# PROBLEM DESCRIPTION
Check each line of the entries below for the word "LongContext" and state only how many lines have it.

[[ RECORDS, beginning ]]

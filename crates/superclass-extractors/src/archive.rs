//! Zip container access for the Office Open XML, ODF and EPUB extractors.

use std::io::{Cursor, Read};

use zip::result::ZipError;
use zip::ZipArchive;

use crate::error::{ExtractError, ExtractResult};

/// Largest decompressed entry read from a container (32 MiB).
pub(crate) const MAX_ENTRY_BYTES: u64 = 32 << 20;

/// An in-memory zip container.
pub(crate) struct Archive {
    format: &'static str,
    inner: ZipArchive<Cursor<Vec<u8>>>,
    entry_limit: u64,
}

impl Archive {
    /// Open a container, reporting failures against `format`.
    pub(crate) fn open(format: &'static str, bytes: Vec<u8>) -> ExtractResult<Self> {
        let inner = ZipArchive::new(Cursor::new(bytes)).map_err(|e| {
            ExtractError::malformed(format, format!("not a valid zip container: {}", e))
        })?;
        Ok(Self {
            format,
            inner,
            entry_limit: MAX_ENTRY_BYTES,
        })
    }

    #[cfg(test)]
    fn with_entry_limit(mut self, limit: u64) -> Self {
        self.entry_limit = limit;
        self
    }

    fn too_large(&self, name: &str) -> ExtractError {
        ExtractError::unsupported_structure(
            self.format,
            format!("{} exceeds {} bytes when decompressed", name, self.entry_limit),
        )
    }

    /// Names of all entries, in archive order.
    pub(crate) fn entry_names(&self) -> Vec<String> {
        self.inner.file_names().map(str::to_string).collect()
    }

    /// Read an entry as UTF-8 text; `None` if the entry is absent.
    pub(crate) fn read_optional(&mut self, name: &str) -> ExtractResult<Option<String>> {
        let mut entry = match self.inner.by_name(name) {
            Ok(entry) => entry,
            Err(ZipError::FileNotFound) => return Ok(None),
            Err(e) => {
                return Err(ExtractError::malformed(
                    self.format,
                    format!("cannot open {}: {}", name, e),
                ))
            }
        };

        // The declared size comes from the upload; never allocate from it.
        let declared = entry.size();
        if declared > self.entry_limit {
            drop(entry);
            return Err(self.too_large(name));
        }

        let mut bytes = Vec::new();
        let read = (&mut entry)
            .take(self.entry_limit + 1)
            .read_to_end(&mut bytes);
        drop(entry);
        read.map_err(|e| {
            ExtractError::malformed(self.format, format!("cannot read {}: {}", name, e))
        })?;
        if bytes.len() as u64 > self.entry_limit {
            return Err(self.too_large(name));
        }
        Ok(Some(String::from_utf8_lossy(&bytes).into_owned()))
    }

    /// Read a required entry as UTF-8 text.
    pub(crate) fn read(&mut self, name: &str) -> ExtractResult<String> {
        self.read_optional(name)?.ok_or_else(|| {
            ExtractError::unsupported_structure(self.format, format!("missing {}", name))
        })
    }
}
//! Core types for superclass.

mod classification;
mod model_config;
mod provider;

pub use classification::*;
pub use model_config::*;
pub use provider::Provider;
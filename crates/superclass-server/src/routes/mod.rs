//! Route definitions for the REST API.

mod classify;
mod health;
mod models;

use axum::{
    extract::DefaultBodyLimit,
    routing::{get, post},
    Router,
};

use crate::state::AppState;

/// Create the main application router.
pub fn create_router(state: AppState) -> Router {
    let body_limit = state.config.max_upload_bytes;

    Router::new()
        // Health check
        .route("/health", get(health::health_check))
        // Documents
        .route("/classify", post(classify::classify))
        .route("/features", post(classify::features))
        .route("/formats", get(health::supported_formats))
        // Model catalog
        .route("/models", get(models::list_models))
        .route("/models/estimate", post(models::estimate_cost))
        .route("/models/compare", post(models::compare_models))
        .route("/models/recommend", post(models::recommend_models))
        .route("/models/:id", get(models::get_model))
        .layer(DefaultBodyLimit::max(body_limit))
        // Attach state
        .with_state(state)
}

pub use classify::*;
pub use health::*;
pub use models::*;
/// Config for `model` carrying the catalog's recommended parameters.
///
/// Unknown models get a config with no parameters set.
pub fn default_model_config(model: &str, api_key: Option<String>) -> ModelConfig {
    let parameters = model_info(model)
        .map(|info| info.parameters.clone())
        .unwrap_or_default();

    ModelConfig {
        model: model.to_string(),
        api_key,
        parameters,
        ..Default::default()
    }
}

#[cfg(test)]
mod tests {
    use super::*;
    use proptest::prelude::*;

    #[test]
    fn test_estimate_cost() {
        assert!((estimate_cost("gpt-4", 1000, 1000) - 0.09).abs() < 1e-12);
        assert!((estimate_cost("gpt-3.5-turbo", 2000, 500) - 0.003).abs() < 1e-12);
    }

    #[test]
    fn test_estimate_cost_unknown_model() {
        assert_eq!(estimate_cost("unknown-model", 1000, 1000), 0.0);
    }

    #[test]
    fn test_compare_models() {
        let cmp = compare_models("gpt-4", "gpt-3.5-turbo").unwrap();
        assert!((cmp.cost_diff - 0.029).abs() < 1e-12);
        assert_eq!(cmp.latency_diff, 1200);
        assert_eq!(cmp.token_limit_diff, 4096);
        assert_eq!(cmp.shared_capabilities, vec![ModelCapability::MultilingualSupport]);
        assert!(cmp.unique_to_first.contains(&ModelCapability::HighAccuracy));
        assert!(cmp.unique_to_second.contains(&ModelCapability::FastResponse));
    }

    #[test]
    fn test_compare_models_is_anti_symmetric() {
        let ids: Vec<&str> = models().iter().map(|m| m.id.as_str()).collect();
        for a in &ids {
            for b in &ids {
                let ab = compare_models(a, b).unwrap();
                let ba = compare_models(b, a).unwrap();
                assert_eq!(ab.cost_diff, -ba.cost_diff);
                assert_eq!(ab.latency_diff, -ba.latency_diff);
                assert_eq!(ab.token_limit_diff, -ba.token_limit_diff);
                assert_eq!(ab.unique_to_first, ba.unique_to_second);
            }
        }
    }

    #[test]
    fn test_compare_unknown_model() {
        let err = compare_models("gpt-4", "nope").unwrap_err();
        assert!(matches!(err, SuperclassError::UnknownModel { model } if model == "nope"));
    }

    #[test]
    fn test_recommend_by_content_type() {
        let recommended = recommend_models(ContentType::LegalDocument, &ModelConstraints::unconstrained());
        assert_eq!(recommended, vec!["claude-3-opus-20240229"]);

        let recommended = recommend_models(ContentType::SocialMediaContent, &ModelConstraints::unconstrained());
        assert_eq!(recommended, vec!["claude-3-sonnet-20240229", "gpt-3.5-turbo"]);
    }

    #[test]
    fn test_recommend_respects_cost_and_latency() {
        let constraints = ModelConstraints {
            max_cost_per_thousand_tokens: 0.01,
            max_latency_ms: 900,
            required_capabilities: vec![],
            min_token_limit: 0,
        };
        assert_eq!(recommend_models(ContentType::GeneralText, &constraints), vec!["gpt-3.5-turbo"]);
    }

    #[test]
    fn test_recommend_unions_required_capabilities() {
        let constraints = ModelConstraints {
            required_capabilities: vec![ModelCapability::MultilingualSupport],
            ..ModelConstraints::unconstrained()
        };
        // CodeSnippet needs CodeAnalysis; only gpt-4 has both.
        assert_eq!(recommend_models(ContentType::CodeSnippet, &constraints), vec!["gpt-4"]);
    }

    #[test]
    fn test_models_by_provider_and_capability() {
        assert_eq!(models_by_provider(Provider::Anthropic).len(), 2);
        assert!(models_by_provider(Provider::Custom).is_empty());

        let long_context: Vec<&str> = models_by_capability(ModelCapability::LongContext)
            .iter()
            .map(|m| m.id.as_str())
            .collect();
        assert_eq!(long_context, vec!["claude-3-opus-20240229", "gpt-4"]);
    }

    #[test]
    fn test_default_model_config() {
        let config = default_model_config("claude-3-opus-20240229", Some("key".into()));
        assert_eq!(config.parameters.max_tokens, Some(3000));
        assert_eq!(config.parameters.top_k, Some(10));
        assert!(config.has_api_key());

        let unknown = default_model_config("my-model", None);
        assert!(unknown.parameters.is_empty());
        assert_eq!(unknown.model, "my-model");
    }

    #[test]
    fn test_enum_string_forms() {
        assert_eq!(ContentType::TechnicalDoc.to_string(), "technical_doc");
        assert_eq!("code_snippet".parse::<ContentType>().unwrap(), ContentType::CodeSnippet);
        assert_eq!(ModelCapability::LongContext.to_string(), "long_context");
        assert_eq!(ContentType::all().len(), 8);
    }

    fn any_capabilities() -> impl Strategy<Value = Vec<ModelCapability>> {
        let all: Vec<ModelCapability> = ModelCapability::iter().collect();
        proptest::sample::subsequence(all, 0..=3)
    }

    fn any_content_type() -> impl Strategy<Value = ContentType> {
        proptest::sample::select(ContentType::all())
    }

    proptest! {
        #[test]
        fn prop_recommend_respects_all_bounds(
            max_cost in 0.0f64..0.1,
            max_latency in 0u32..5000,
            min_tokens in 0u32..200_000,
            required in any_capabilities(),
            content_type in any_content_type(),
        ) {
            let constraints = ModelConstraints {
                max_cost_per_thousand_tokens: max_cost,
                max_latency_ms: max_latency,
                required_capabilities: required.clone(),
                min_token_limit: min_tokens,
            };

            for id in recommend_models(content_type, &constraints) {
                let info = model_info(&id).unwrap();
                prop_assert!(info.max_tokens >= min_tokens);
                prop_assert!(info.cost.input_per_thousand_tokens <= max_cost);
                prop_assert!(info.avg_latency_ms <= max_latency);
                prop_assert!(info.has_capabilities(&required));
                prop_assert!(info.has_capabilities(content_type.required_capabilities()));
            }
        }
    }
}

[[ RECORDS, end ]]

# WRITTEN RESPONSE
2